→ TRY IT:
Count how many lines below include the string "cleanup". Only that number should appear in the reply.

—————

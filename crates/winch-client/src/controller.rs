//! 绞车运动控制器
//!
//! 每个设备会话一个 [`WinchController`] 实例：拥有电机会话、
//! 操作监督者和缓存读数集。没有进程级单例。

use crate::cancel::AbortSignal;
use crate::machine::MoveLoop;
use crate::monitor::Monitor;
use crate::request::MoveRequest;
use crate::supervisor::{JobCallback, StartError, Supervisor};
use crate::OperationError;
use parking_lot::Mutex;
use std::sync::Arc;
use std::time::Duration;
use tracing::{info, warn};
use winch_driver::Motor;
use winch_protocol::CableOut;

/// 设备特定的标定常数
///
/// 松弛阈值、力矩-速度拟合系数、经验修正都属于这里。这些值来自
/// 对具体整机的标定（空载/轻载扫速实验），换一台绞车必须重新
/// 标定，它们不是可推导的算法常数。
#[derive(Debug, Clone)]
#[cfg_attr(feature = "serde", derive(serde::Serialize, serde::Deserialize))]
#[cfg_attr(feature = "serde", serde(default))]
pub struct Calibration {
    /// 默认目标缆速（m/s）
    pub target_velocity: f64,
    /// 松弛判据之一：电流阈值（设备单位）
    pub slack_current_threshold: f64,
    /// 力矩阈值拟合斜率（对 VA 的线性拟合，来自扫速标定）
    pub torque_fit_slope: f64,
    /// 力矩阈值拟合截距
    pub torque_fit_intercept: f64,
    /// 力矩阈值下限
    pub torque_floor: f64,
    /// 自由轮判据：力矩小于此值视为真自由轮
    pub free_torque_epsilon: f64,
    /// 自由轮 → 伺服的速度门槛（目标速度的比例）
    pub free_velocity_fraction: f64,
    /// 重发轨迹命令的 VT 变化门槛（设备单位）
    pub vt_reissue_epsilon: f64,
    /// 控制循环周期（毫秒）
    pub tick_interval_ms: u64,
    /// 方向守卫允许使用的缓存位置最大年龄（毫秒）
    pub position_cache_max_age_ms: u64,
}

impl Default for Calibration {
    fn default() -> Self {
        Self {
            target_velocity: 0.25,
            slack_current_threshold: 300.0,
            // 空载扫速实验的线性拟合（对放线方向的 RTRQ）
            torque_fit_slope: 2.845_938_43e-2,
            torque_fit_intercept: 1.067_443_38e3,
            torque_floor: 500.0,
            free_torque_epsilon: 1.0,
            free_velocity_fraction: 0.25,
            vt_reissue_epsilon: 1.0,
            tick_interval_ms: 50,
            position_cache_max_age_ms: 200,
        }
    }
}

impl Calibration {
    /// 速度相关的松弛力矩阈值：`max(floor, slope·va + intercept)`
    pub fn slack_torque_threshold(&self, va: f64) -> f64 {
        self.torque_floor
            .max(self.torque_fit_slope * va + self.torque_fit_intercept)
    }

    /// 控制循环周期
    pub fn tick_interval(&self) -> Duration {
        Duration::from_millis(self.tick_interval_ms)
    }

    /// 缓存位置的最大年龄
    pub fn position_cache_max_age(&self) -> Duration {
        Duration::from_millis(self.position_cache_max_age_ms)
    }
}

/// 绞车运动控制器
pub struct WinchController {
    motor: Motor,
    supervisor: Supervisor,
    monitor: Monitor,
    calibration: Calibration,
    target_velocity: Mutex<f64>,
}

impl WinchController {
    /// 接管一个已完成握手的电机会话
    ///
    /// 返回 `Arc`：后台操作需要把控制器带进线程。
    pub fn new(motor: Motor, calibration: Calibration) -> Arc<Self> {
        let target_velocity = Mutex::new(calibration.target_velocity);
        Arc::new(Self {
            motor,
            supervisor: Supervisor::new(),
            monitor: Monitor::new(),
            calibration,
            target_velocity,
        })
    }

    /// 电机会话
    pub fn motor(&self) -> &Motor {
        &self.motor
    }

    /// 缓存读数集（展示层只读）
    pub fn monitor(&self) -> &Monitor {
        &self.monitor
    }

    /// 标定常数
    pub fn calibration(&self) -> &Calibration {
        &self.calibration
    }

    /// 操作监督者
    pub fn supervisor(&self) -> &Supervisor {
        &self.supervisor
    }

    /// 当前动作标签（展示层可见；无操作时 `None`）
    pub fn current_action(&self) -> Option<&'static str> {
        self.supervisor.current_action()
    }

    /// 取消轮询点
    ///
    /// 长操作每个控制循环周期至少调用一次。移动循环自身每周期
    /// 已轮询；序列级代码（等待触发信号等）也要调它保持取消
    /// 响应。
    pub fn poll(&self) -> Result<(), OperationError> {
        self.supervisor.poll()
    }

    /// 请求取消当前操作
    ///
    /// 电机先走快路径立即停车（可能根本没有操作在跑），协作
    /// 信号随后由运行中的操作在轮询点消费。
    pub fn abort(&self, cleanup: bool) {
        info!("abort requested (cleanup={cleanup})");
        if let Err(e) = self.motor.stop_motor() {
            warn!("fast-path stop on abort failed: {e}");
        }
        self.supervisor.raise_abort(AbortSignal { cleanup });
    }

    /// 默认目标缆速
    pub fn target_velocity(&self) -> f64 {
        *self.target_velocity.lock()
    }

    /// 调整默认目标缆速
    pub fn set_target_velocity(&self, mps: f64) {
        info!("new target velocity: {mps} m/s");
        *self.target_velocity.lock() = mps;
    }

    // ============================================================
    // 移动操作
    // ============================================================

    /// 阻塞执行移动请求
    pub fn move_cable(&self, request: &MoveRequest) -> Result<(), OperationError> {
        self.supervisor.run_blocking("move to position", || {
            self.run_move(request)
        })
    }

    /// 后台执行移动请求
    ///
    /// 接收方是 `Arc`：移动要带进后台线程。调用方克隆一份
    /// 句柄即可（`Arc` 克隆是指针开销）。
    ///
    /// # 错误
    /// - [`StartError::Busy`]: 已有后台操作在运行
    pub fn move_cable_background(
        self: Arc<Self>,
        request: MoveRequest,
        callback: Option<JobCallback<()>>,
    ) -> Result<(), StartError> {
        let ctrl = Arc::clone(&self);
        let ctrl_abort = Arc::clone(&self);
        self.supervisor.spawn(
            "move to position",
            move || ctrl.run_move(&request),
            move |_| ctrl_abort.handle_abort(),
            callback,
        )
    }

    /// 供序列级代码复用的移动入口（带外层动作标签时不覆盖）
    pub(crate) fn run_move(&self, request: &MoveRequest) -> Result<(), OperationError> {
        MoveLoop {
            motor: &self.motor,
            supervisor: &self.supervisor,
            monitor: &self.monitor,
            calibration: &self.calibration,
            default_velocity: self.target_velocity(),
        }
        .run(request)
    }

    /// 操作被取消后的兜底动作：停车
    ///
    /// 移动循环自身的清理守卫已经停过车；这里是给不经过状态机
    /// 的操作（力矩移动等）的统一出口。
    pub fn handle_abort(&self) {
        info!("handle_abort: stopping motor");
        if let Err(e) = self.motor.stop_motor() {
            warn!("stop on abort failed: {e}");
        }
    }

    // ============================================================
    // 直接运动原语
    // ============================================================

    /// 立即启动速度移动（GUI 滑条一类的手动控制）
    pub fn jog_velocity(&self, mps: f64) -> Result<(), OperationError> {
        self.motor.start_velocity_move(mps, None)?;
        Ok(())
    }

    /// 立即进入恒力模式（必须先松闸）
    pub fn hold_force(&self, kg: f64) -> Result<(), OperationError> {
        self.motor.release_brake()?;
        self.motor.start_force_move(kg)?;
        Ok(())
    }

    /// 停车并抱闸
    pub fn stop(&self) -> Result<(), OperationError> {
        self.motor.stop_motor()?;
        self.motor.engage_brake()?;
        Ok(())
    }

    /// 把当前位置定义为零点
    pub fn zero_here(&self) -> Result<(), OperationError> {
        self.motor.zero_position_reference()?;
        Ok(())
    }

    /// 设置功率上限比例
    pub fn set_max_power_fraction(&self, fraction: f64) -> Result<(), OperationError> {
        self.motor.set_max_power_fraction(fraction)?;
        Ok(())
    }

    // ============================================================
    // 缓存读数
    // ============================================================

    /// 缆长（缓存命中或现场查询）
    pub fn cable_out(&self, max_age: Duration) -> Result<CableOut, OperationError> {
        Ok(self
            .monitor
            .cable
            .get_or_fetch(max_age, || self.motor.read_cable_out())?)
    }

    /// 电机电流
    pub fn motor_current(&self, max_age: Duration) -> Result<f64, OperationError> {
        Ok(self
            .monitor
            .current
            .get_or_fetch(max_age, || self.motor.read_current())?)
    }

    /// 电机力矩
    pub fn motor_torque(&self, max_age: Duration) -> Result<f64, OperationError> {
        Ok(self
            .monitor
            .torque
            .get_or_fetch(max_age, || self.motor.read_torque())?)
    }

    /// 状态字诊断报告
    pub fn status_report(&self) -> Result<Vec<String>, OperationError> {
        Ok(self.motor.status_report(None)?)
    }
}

—————

→ RESPONSE BELOW:
3